The above is just my initial thoughts on the matter – inevitably they will be at best incomplete and I may well be missing something very important here or got something completely wrong (it has been known!) A very interesting topic, as always, and any thoughts much appreciated.
Bracewell thought a lot about the political and even military implications of a probe making contact with a planet with multiple, rival powers (as I covered in the article; his book “The Galactic Club: Intelligent Life in Outer Space” goes into more detail), and those considerations led him to the “on-the-same-frequency-echoing” strategy, because it would encourage co-operation among the rival powers. He also suggested that method because it neatly avoids the “What frequency do we use?” problem; if the probe hears artificial signals on a given frequency, it knows that others are listening on that same frequency, which it can then use to make contact.
Paul Gilster: I know that you are swamped, but you just HAVE to check this one out PRONTO!!! According to F. Namouni and M. H. M. Morais(Monthly Notices | Letters of the Royal Astronomical Society https://doi.org/10.1093/mnras/sly057. “An interstellar origin for Jupiter’s retrograde co-orbital asteroid”)(514107) 2015 BZ 509 joins `Oumuamua as a PROVEN object of an origin SOMEWHERE OTHER THAN our solar system. The reason I am postig this comment HERE is that despite being discovered in 2015, I have been UNABLE to locate ANY INFORMATION WHATSOEVER about its size, albedo, or chemical composition! Its discoverers designated it as an asteroid, but left open the possibility of it being a comet, or something else altogether. If it is of natural composition, it must be considerably larger than `Oumuamua, but if it is a ~100% reflective Bracewell probe, it may be considerably SMALLER! READERS OF THIS WEBSITE: Please help me out with ANY information regarding the size, albedo, and composition of this object by posting a comment about it on this blog. Thank you!
This article confirms that 2015 BZ 509 is quite unusual, but there are still questions about it being interstellar in origin:
https://www.msn.com/en-gb/news/world/is-an-interstellar-asteroid-trapped-near-jupiter-get-the-facts/ar-AAxAd1M
Here is a working link to the paper:
https://academic.oup.com/mnrasl/article/477/1/L117/4996014
You know this paper does bring up the question : Where does one store a ‘instrument’ in a planetary system in a long term observations (millions of years) an orbit that is stable?
Burying it on the Moon , as in 2001, sure would work, but that one is not in an orbit.

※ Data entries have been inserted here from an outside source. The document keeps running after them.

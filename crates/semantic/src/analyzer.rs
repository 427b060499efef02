// Copyright (c) 2025 woxQAQ
//
// Licensed under the MIT License or Apache License 2.0
// See LICENSE files for details
//
//! # Semantic Analyzer
//!
//! Entry point of semantic analysis. The analyzer takes the expression tree
//! of one parsed statement and, in place:
//!
//! - binds class references to class maps or CTE blocks
//! - resolves every property path and records what it refers to
//! - types every value expression and checks operators and clause shapes
//! - indexes and types the statement's parameters
//!
//! A tree is analyzed at most once. Afterwards it is marked finalized and
//! ready for the renderers in `ecsql-codegen`.

use std::sync::Arc;

use ecsql_catalog::ClassMapRepository;
use ecsql_function_registry::FunctionRegistry;
use ecsql_ir::ExpTree;
use serde::Serialize;
use tracing::{debug, info, instrument, warn};

use crate::config::AnalyzerConfig;
use crate::context::ResolutionContext;
use crate::diagnostics::Diagnostics;
use crate::error::SemanticError;
use crate::finalize::finalize;
use crate::finalize::params::{ParameterInfo, index_parameters, infer_parameter_types};

/// Result of a successful analysis
#[derive(Debug, Clone, PartialEq, Serialize)]
pub struct Analysis {
    /// Parameters ordered by index
    pub parameters: Vec<ParameterInfo>,
}

/// Semantic analyzer for ECSQL statements
///
/// The analyzer is cheap to clone and holds no per-statement state; every
/// call to [`SemanticAnalyzer::analyze`] starts from a fresh
/// [`ResolutionContext`].
#[derive(Clone)]
pub struct SemanticAnalyzer {
    /// Class-map source for class lookups
    repository: Arc<dyn ClassMapRepository>,

    /// Functions known to the compiler
    functions: Arc<FunctionRegistry>,

    config: AnalyzerConfig,
}

impl SemanticAnalyzer {
    /// Create a new semantic analyzer with the built-in function registry
    ///
    /// # Arguments
    ///
    /// * `repository` - Class-map repository for class lookups
    /// * `config` - Analysis limits and naming
    ///
    /// # Examples
    ///
    /// ```rust,ignore
    /// use ecsql_semantic::{AnalyzerConfig, SemanticAnalyzer};
    ///
    /// let analyzer = SemanticAnalyzer::new(repository, AnalyzerConfig::default());
    /// ```
    pub fn new(repository: Arc<dyn ClassMapRepository>, config: AnalyzerConfig) -> Self {
        Self {
            repository,
            functions: Arc::new(FunctionRegistry::new()),
            config,
        }
    }

    /// Builder method: use a custom function registry
    pub fn with_functions(mut self, functions: Arc<FunctionRegistry>) -> Self {
        self.functions = functions;
        self
    }

    pub fn functions(&self) -> &FunctionRegistry {
        &self.functions
    }

    pub fn config(&self) -> &AnalyzerConfig {
        &self.config
    }

    /// Analyze a statement tree in place
    ///
    /// This is the main entry point for semantic analysis. It:
    /// 1. Indexes the parameters in pre-order
    /// 2. Finalizes the tree from its root: class binding, property
    ///    resolution, typing and clause checks
    /// 3. Infers the type of every parameter from its position
    ///
    /// # Errors
    ///
    /// Returns the collected [`Diagnostics`] when the statement is invalid.
    /// Analysis stops at the first error, so the diagnostics hold exactly one
    /// error issue.
    ///
    /// # Examples
    ///
    /// ```rust,ignore
    /// let analysis = analyzer.analyze(&mut tree)?;
    /// for parameter in &analysis.parameters {
    ///     println!("{}: {}", parameter.index, parameter.type_info);
    /// }
    /// ```
    #[instrument(skip_all, fields(nodes = tree.len()))]
    pub fn analyze(&self, tree: &mut ExpTree) -> Result<Analysis, Diagnostics> {
        let mut ctx = ResolutionContext::new(
            Arc::clone(&self.repository),
            Arc::clone(&self.functions),
            self.config.clone(),
        );

        let Some(root) = tree.root() else {
            let mut diagnostics = Diagnostics::new();
            diagnostics.push((&SemanticError::AlreadyFinalized).into());
            return Err(diagnostics);
        };
        if tree.is_finalized(root) {
            warn!(%root, "statement already analyzed");
            let err = SemanticError::AlreadyFinalized;
            ctx.error_at(tree, root, err);
            return Err(ctx.into_diagnostics());
        }

        // Step 1: Parameter indexes
        index_parameters(tree, &mut ctx, root);

        // Step 2: Names, types and clause rules
        let mut result = finalize(tree, &mut ctx, root, 0);

        // Step 3: Parameter types
        let parameters = match result {
            Ok(()) => match infer_parameter_types(tree, &mut ctx) {
                Ok(parameters) => parameters,
                Err(err) => {
                    result = Err(err);
                    Vec::new()
                }
            },
            Err(_) => Vec::new(),
        };

        if let Err(err) = result {
            // Errors raised below the recorded ones (tree or catalog
            // failures) have not been reported yet
            if !ctx.diagnostics().has_errors() {
                ctx.error_at(tree, root, err);
            }
            let diagnostics = ctx.into_diagnostics();
            debug!(issues = diagnostics.len(), "analysis failed");
            return Err(diagnostics);
        }

        info!(parameters = parameters.len(), "statement analyzed");
        Ok(Analysis { parameters })
    }
}

impl std::fmt::Debug for SemanticAnalyzer {
    fn fmt(&self, f: &mut std::fmt::Formatter<'_>) -> std::fmt::Result {
        f.debug_struct("SemanticAnalyzer")
            .field("functions", &self.functions.functions().len())
            .field("config", &self.config)
            .finish()
    }
}
// Copyright (c) 2025 woxQAQ
//
// Licensed under the MIT License or Apache License 2.0
// See LICENSE files for details
//
//! # Finalization walk
//!
//! Depth-first walk over the expression tree that resolves names, assigns
//! types and validates clause shapes. Each node goes through three steps:
//!
//! 1. [`before_children`]: statements take over their whole subtree (they
//!    need to push scopes in a particular order); property names are resolved
//!    against the current scope.
//! 2. The children are finalized, one nesting level deeper.
//! 3. [`after_children`]: the node's type is derived from its children and
//!    clause rules are checked.
//!
//! A finalized node is skipped on later visits, so statement handlers can
//! finalize parts of their subtree ahead of the generic order.
//!
//! Every error is recorded in the context's diagnostics at the node it was
//! detected on before it propagates.

mod clauses;
mod expressions;
pub(crate) mod params;
mod select;
mod statements;

use crate::context::ResolutionContext;
use crate::error::{SemanticError, SemanticResult};
use ecsql_ir::{Exp, ExpTree, NodeId};

/// What `before_children` left to the generic walk
#[derive(Debug, Clone, Copy, PartialEq, Eq)]
enum Walk {
    /// Finalize the children, then run `after_children`
    Descend,
    /// The node's subtree is done
    Handled,
}

/// Finalize `id` and everything below it
pub(crate) fn finalize(
    tree: &mut ExpTree,
    ctx: &mut ResolutionContext,
    id: NodeId,
    depth: usize,
) -> SemanticResult<()> {
    if tree.is_finalized(id) {
        return Ok(());
    }
    let max_depth = ctx.config().max_depth;
    if depth > max_depth {
        return Err(ctx.error_at(tree, id, SemanticError::NestingTooDeep(max_depth)));
    }

    if before_children(tree, ctx, id, depth)? == Walk::Descend {
        for child in tree.children(id).to_vec() {
            finalize(tree, ctx, child, depth + 1)?;
        }
        after_children(tree, ctx, id)?;
    }
    tree.mark_finalized(id);
    Ok(())
}

fn before_children(
    tree: &mut ExpTree,
    ctx: &mut ResolutionContext,
    id: NodeId,
    depth: usize,
) -> SemanticResult<Walk> {
    match tree.kind(id) {
        Exp::SelectStatement(_) => select::finalize_select(tree, ctx, id, depth)?,
        Exp::CommonTable { .. } => statements::finalize_common_table(tree, ctx, id, depth)?,
        Exp::Update => statements::finalize_update(tree, ctx, id, depth)?,
        Exp::Insert => statements::finalize_insert(tree, ctx, id, depth)?,
        Exp::Delete => statements::finalize_delete(tree, ctx, id, depth)?,
        Exp::PropertyName(_) => expressions::resolve_property_name(tree, ctx, id)?,
        _ => return Ok(Walk::Descend),
    }
    Ok(Walk::Handled)
}

fn after_children(tree: &mut ExpTree, ctx: &mut ResolutionContext, id: NodeId) -> SemanticResult<()> {
    let checked = match tree.kind(id) {
        Exp::GroupBy => clauses::check_group_by(tree, id),
        Exp::Having => clauses::check_having(tree, id),
        Exp::OrderBy => clauses::check_order_by(tree, id),
        Exp::LimitOffset => clauses::check_limit_offset(tree, id),
        Exp::WindowFrame(_) => clauses::check_window_frame(tree, id),
        Exp::WindowFunction(_) => clauses::check_window_function(tree, ctx, id),
        _ => Ok(()),
    };
    // Clause errors carry the offending child when they know it
    checked.map_err(|(node, err)| ctx.error_at(tree, node, err))?;
    expressions::assign_type(tree, ctx, id)
}

/// Attach `err` to `node` in the diagnostics and return it as an `Err`
pub(crate) fn fail<T>(
    tree: &ExpTree,
    ctx: &mut ResolutionContext,
    node: NodeId,
    err: SemanticError,
) -> SemanticResult<T> {
    Err(ctx.error_at(tree, node, err))
}
// Copyright (c) 2025 woxQAQ
//
// Licensed under the MIT License or Apache License 2.0
// See LICENSE files for details

//! # Type information
//!
//! Every value expression in an ECSQL tree resolves to a [`TypeInfo`]. The model
//! mirrors the EC schema layer rather than the storage engine:
//!
//! - **Primitives**: `Binary`, `Boolean`, `DateTime`, `Double`, `Integer`, `Long`,
//!   `String`, and the spatial kinds `Point2d`, `Point3d`, `Geometry`
//! - **Structs**: named member lists, nested to any depth
//! - **Arrays**: of primitives or of structs
//! - **Navigation**: a reference to a related class instance
//!
//! ## Column layout
//!
//! A single EC value can span several backing columns. A `Point3d` is stored as
//! `X`, `Y`, `Z`; a navigation value as `Id`, `RelECClassId`; a struct as the
//! concatenation of its members' columns. [`TypeInfo::column_count`] and
//! [`TypeInfo::member_path`] describe that layout so that member access such as
//! `Origin.X` or `Parent.Id` can be mapped to a sub-range of columns.
//!
//! ```text
//! struct Location { Origin: Point3d, Name: String }
//!
//! columns:  Origin_X  Origin_Y  Origin_Z  Name
//! index:    0         1         2         3
//!
//! member_path(["Origin", "Y"]) => Double, 1..2
//! ```

use serde::{Deserialize, Serialize};
use std::fmt;
use std::ops::Range;

/// Primitive EC value kinds
#[derive(Debug, Clone, Copy, PartialEq, Eq, Hash, Serialize, Deserialize)]
pub enum PrimitiveType {
    Binary,
    Boolean,
    DateTime,
    Double,
    Integer,
    Long,
    String,
    Point2d,
    Point3d,
    Geometry,
}

impl PrimitiveType {
    pub fn is_numeric(self) -> bool {
        matches!(self, Self::Double | Self::Integer | Self::Long)
    }

    pub fn is_point(self) -> bool {
        matches!(self, Self::Point2d | Self::Point3d)
    }

    /// Points and geometries
    pub fn is_spatial(self) -> bool {
        self.is_point() || self == Self::Geometry
    }

    /// Number of backing columns a value of this kind occupies
    pub fn column_count(self) -> usize {
        match self {
            Self::Point2d => 2,
            Self::Point3d => 3,
            _ => 1,
        }
    }

    /// ECSQL spelling, as used by `CAST(x AS <type>)`
    pub fn ecsql_name(self) -> &'static str {
        match self {
            Self::Binary => "BINARY",
            Self::Boolean => "BOOLEAN",
            Self::DateTime => "DATETIME",
            Self::Double => "DOUBLE",
            Self::Integer => "INT",
            Self::Long => "LONG",
            Self::String => "STRING",
            Self::Point2d => "POINT2D",
            Self::Point3d => "POINT3D",
            Self::Geometry => "GEOMETRY",
        }
    }

    /// Storage type affinity used when casting in native SQL
    pub fn sql_affinity(self) -> &'static str {
        match self {
            Self::Binary | Self::Geometry => "BLOB",
            Self::Boolean | Self::Integer | Self::Long => "INTEGER",
            Self::DateTime | Self::Double => "REAL",
            Self::String => "TEXT",
            Self::Point2d | Self::Point3d => "REAL",
        }
    }

    /// Loose comparability between primitive kinds.
    ///
    /// The backing engine is dynamically typed, so all scalar kinds compare with
    /// each other, except that binaries only compare with binaries and strings.
    /// Spatial kinds only compare with the identical kind.
    pub fn can_compare(self, other: PrimitiveType) -> bool {
        use PrimitiveType::*;
        match (self, other) {
            (Point2d, Point2d) | (Point3d, Point3d) | (Geometry, Geometry) => true,
            (Point2d | Point3d | Geometry, _) | (_, Point2d | Point3d | Geometry) => false,
            (Binary, Binary | String) | (String, Binary) => true,
            (Binary, _) | (_, Binary) => false,
            _ => true,
        }
    }
}

impl fmt::Display for PrimitiveType {
    fn fmt(&self, f: &mut fmt::Formatter<'_>) -> fmt::Result {
        let name = match self {
            Self::Binary => "Binary",
            Self::Boolean => "Boolean",
            Self::DateTime => "DateTime",
            Self::Double => "Double",
            Self::Integer => "Integer",
            Self::Long => "Long",
            Self::String => "String",
            Self::Point2d => "Point2d",
            Self::Point3d => "Point3d",
            Self::Geometry => "Geometry",
        };
        f.write_str(name)
    }
}

/// A named struct type
#[derive(Debug, Clone, PartialEq, Serialize, Deserialize)]
pub struct StructType {
    pub name: String,
    pub members: Vec<StructMember>,
}

/// A member of a [`StructType`]
#[derive(Debug, Clone, PartialEq, Serialize, Deserialize)]
pub struct StructMember {
    pub name: String,
    pub type_info: TypeInfo,
}

impl StructType {
    pub fn new(name: impl Into<String>) -> Self {
        Self {
            name: name.into(),
            members: Vec::new(),
        }
    }

    /// Builder method: append a member
    pub fn with_member(mut self, name: impl Into<String>, type_info: TypeInfo) -> Self {
        self.members.push(StructMember {
            name: name.into(),
            type_info,
        });
        self
    }

    pub fn column_count(&self) -> usize {
        self.members.iter().map(|m| m.type_info.column_count()).sum()
    }

    /// True if any member, at any depth, is a struct array
    pub fn contains_struct_array(&self) -> bool {
        self.members
            .iter()
            .any(|m| m.type_info.contains_struct_array())
    }
}

/// Resolved type of a value expression
#[derive(Debug, Clone, PartialEq, Serialize, Deserialize)]
pub enum TypeInfo {
    /// The `NULL` literal
    Null,
    Primitive(PrimitiveType),
    Struct(StructType),
    PrimitiveArray(PrimitiveType),
    StructArray(StructType),
    Navigation {
        related_class: String,
    },
    /// Value lists, before their elements are checked one by one
    Varies,
    /// Parameters no syntactic context could type, and functions unknown to
    /// the registry
    Unconstrained,
}

/// Result of a member lookup: the member type and the columns it occupies
/// relative to the owning value
#[derive(Debug, Clone, PartialEq)]
pub struct MemberLayout {
    pub type_info: TypeInfo,
    pub columns: Range<usize>,
}

impl TypeInfo {
    pub fn primitive(kind: PrimitiveType) -> Self {
        Self::Primitive(kind)
    }

    pub fn long() -> Self {
        Self::Primitive(PrimitiveType::Long)
    }

    pub fn double() -> Self {
        Self::Primitive(PrimitiveType::Double)
    }

    pub fn string() -> Self {
        Self::Primitive(PrimitiveType::String)
    }

    pub fn boolean() -> Self {
        Self::Primitive(PrimitiveType::Boolean)
    }

    pub fn navigation(related_class: impl Into<String>) -> Self {
        Self::Navigation {
            related_class: related_class.into(),
        }
    }

    pub fn as_primitive(&self) -> Option<PrimitiveType> {
        match self {
            Self::Primitive(kind) => Some(*kind),
            _ => None,
        }
    }

    pub fn is_numeric(&self) -> bool {
        self.as_primitive().is_some_and(PrimitiveType::is_numeric)
    }

    pub fn is_spatial(&self) -> bool {
        self.as_primitive().is_some_and(PrimitiveType::is_spatial)
    }

    pub fn is_navigation(&self) -> bool {
        matches!(self, Self::Navigation { .. })
    }

    /// Types that carry no static information
    pub fn is_open(&self) -> bool {
        matches!(self, Self::Null | Self::Varies | Self::Unconstrained)
    }

    /// True for struct arrays and for structs nesting one at any depth
    pub fn contains_struct_array(&self) -> bool {
        match self {
            Self::StructArray(_) => true,
            Self::Struct(s) => s.contains_struct_array(),
            _ => false,
        }
    }

    /// Types restricted to the equality operator family in predicates
    pub fn is_equality_only(&self) -> bool {
        match self {
            Self::Primitive(kind) => kind.is_spatial(),
            Self::Navigation { .. } | Self::PrimitiveArray(_) | Self::Struct(_) => true,
            _ => false,
        }
    }

    /// Number of backing columns a value of this type occupies
    pub fn column_count(&self) -> usize {
        match self {
            Self::Primitive(kind) => kind.column_count(),
            Self::Struct(s) => s.column_count(),
            Self::Navigation { .. } => 2,
            _ => 1,
        }
    }

    /// Looks up a direct member. Points expose `X`, `Y`, `Z`; navigation values
    /// expose `Id` and `RelECClassId`; structs expose their members.
    pub fn member(&self, name: &str) -> Option<MemberLayout> {
        match self {
            Self::Primitive(kind) if kind.is_point() => {
                let index = ["X", "Y", "Z"]
                    .iter()
                    .take(kind.column_count())
                    .position(|axis| axis.eq_ignore_ascii_case(name))?;
                Some(MemberLayout {
                    type_info: TypeInfo::double(),
                    columns: index..index + 1,
                })
            }
            Self::Navigation { .. } => {
                let index = ["Id", "RelECClassId"]
                    .iter()
                    .position(|m| m.eq_ignore_ascii_case(name))?;
                Some(MemberLayout {
                    type_info: TypeInfo::long(),
                    columns: index..index + 1,
                })
            }
            Self::Struct(s) => {
                let mut offset = 0;
                for member in &s.members {
                    let width = member.type_info.column_count();
                    if member.name.eq_ignore_ascii_case(name) {
                        return Some(MemberLayout {
                            type_info: member.type_info.clone(),
                            columns: offset..offset + width,
                        });
                    }
                    offset += width;
                }
                None
            }
            _ => None,
        }
    }

    /// Resolves a chain of member accesses. An empty chain yields the whole value.
    pub fn member_path<S: AsRef<str>>(&self, names: &[S]) -> Option<MemberLayout> {
        let mut layout = MemberLayout {
            type_info: self.clone(),
            columns: 0..self.column_count(),
        };
        for name in names {
            let inner = layout.type_info.member(name.as_ref())?;
            let start = layout.columns.start + inner.columns.start;
            layout = MemberLayout {
                columns: start..start + inner.columns.len(),
                type_info: inner.type_info,
            };
        }
        Some(layout)
    }

    /// General comparability used by the type checker.
    ///
    /// Open types compare with anything. Otherwise the kinds must agree:
    /// compatible primitive families, structs of the same name, arrays of
    /// comparable elements, or two navigation values.
    pub fn can_compare(&self, other: &TypeInfo) -> bool {
        match (self, other) {
            (a, b) if a.is_open() || b.is_open() => true,
            (Self::Primitive(a), Self::Primitive(b)) => a.can_compare(*b),
            (Self::Struct(a), Self::Struct(b)) | (Self::StructArray(a), Self::StructArray(b)) => {
                a.name.eq_ignore_ascii_case(&b.name)
            }
            (Self::PrimitiveArray(a), Self::PrimitiveArray(b)) => a.can_compare(*b),
            (Self::Navigation { .. }, Self::Navigation { .. }) => true,
            _ => false,
        }
    }
}

impl fmt::Display for TypeInfo {
    fn fmt(&self, f: &mut fmt::Formatter<'_>) -> fmt::Result {
        match self {
            Self::Null => f.write_str("NULL"),
            Self::Primitive(kind) => write!(f, "{kind}"),
            Self::Struct(s) => write!(f, "struct {}", s.name),
            Self::PrimitiveArray(kind) => write!(f, "array of {kind}"),
            Self::StructArray(s) => write!(f, "array of struct {}", s.name),
            Self::Navigation { related_class } => write!(f, "navigation to {related_class}"),
            Self::Varies => f.write_str("varies"),
            Self::Unconstrained => f.write_str("unconstrained"),
        }
    }
}

#[cfg(test)]
mod tests {
    use super::*;

    fn location() -> StructType {
        StructType::new("Location")
            .with_member("Origin", TypeInfo::primitive(PrimitiveType::Point3d))
            .with_member("Name", TypeInfo::string())
    }

    #[test]
    fn test_column_count() {
        assert_eq!(TypeInfo::long().column_count(), 1);
        assert_eq!(TypeInfo::primitive(PrimitiveType::Point2d).column_count(), 2);
        assert_eq!(TypeInfo::navigation("P").column_count(), 2);
        assert_eq!(TypeInfo::Struct(location()).column_count(), 4);
        assert_eq!(TypeInfo::StructArray(location()).column_count(), 1);
    }

    #[test]
    fn test_member_path_layout() {
        let ty = TypeInfo::Struct(location());
        let layout = ty.member_path(&["Origin", "Y"]).unwrap();
        assert_eq!(layout.type_info, TypeInfo::double());
        assert_eq!(layout.columns, 1..2);

        let name = ty.member_path(&["name"]).unwrap();
        assert_eq!(name.columns, 3..4);

        assert!(ty.member_path(&["Origin", "W"]).is_none());
        assert!(TypeInfo::long().member_path(&["X"]).is_none());
    }

    #[test]
    fn test_point2d_has_no_z() {
        let p = TypeInfo::primitive(PrimitiveType::Point2d);
        assert!(p.member("X").is_some());
        assert!(p.member("Z").is_none());
    }

    #[test]
    fn test_navigation_members() {
        let nav = TypeInfo::navigation("P");
        assert_eq!(nav.member("RelECClassId").unwrap().columns, 1..2);
        assert_eq!(nav.member("id").unwrap().type_info, TypeInfo::long());
    }

    #[test]
    fn test_nested_struct_array_detection() {
        let inner = StructType::new("Inner").with_member("I", TypeInfo::long());
        let outer = StructType::new("Outer")
            .with_member("Items", TypeInfo::StructArray(inner.clone()))
            .with_member("L", TypeInfo::long());
        let wrapper = StructType::new("Wrapper").with_member("O", TypeInfo::Struct(outer));

        assert!(TypeInfo::Struct(wrapper).contains_struct_array());
        assert!(!TypeInfo::Struct(inner.clone()).contains_struct_array());
        assert!(TypeInfo::StructArray(inner).contains_struct_array());
    }

    #[test]
    fn test_can_compare() {
        use PrimitiveType::*;
        assert!(TypeInfo::long().can_compare(&TypeInfo::double()));
        assert!(TypeInfo::string().can_compare(&TypeInfo::primitive(DateTime)));
        assert!(!TypeInfo::primitive(Binary).can_compare(&TypeInfo::long()));
        assert!(!TypeInfo::primitive(Point2d).can_compare(&TypeInfo::primitive(Point3d)));
        assert!(TypeInfo::navigation("A").can_compare(&TypeInfo::navigation("B")));
        assert!(!TypeInfo::navigation("A").can_compare(&TypeInfo::long()));
        assert!(TypeInfo::Null.can_compare(&TypeInfo::Struct(location())));
        assert!(!TypeInfo::Struct(location()).can_compare(&TypeInfo::PrimitiveArray(Long)));
    }

    #[test]
    fn test_equality_only_types() {
        assert!(TypeInfo::primitive(PrimitiveType::Geometry).is_equality_only());
        assert!(TypeInfo::Struct(location()).is_equality_only());
        assert!(TypeInfo::PrimitiveArray(PrimitiveType::Long).is_equality_only());
        assert!(!TypeInfo::long().is_equality_only());
        assert!(!TypeInfo::StructArray(location()).is_equality_only());
    }
}
// Copyright (c) 2025 woxQAQ
//
// Licensed under the MIT License or Apache License 2.0
// See LICENSE files for details

//! Testing utilities for the ECSQL compiler
//!
//! This crate provides common testing components including:
//! - The standard `ecsql` test schema as a YAML fixture
//! - Mock class-map repository builders
//! - Expression tree builders (there is no parser in the workspace)
//! - Compile-and-check assertions

pub mod assertions;
pub mod fixtures;
pub mod mock_repository;
pub mod trees;

// Re-exports for convenience
pub use assertions::{
    assert_compiles, assert_fails_with, assert_native_sql, parameter_types, selection_paths,
};
pub use fixtures::{FixtureError, STANDARD_SCHEMA, load_classes};
pub use mock_repository::{MockRepositoryBuilder, standard_compiler, standard_repository};
pub use trees::{TreeBuilder, class_ref, simple_select};
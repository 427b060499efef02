// Copyright (c) 2025 woxQAQ
//
// Licensed under the MIT License or Apache License 2.0
// See LICENSE files for details

use crate::{FunctionMetadata, builtin};

/// Function registry for ECSQL functions
///
/// Holds the builtin functions plus any functions the host registers.
/// Lookup is case-insensitive; a host function shadows a builtin of the
/// same name.
#[derive(Debug, Clone)]
pub struct FunctionRegistry {
    functions: Vec<FunctionMetadata>,
}

impl FunctionRegistry {
    /// Create a new function registry with all builtin functions loaded
    pub fn new() -> Self {
        Self {
            functions: builtin::ecsql::all_functions(),
        }
    }

    /// Builder method: register a host function
    pub fn with_function(mut self, function: FunctionMetadata) -> Self {
        self.functions.insert(0, function);
        self
    }

    /// All known functions
    pub fn functions(&self) -> &[FunctionMetadata] {
        &self.functions
    }

    /// Lookup a single function by name (case-insensitive)
    ///
    /// # Examples
    ///
    /// ```rust,ignore
    /// let registry = FunctionRegistry::new();
    /// let count_func = registry.get_function("COUNT");
    /// assert_eq!(count_func.unwrap().name, "COUNT");
    /// ```
    pub fn get_function(&self, name: &str) -> Option<&FunctionMetadata> {
        self.functions
            .iter()
            .find(|f| f.name.eq_ignore_ascii_case(name))
    }

    /// Check if a function exists (case-insensitive)
    pub fn has_function(&self, name: &str) -> bool {
        self.get_function(name).is_some()
    }
}

impl Default for FunctionRegistry {
    fn default() -> Self {
        Self::new()
    }
}
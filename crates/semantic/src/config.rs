// Copyright (c) 2025 woxQAQ
//
// Licensed under the MIT License or Apache License 2.0
// See LICENSE files for details

use serde::{Deserialize, Serialize};

/// Analyzer settings
///
/// Missing fields fall back to their defaults when deserialized.
#[derive(Debug, Clone, PartialEq, Eq, Serialize, Deserialize)]
#[serde(default)]
pub struct AnalyzerConfig {
    /// Deepest node nesting the finalize walk accepts
    pub max_depth: usize,
    /// Prefix of generated column aliases (`K0`, `K1`, ...)
    pub alias_prefix: String,
}

impl Default for AnalyzerConfig {
    fn default() -> Self {
        Self {
            max_depth: 128,
            alias_prefix: "K".to_string(),
        }
    }
}

impl AnalyzerConfig {
    /// Builder method: set the maximum nesting depth
    pub fn with_max_depth(mut self, max_depth: usize) -> Self {
        self.max_depth = max_depth;
        self
    }
}

#[cfg(test)]
mod tests {
    use super::*;

    #[test]
    fn test_partial_config_uses_defaults() {
        let config: AnalyzerConfig = serde_json::from_str(r#"{"max_depth": 16}"#).unwrap();
        assert_eq!(config.max_depth, 16);
        assert_eq!(config.alias_prefix, "K");
    }
}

The Monolith around Jupiter is surely in an unstable orbit , but then the Monolith Makers would provide the magical tech mojo to keep it there (after all seems they have a traversable wormhole instrumentality).
As you know, in the first novel, the monolith was on Saturn’s moon, Japetus (Iapetus).
However, given the monolith’s eventual capabilities, maintaining an unstable orbit around Jupiter might be the least of its functions. ;)
In the book for 2010, Clarke makes the point that, because the Monolith is still in orbit at a Io Lagrange point, it must still have active control, as that orbit is not stable over several million years.
We know the Monoliths can last for at least four million years in working order and no doubt for much longer, as Earth certainly was not their first assignment by their makers.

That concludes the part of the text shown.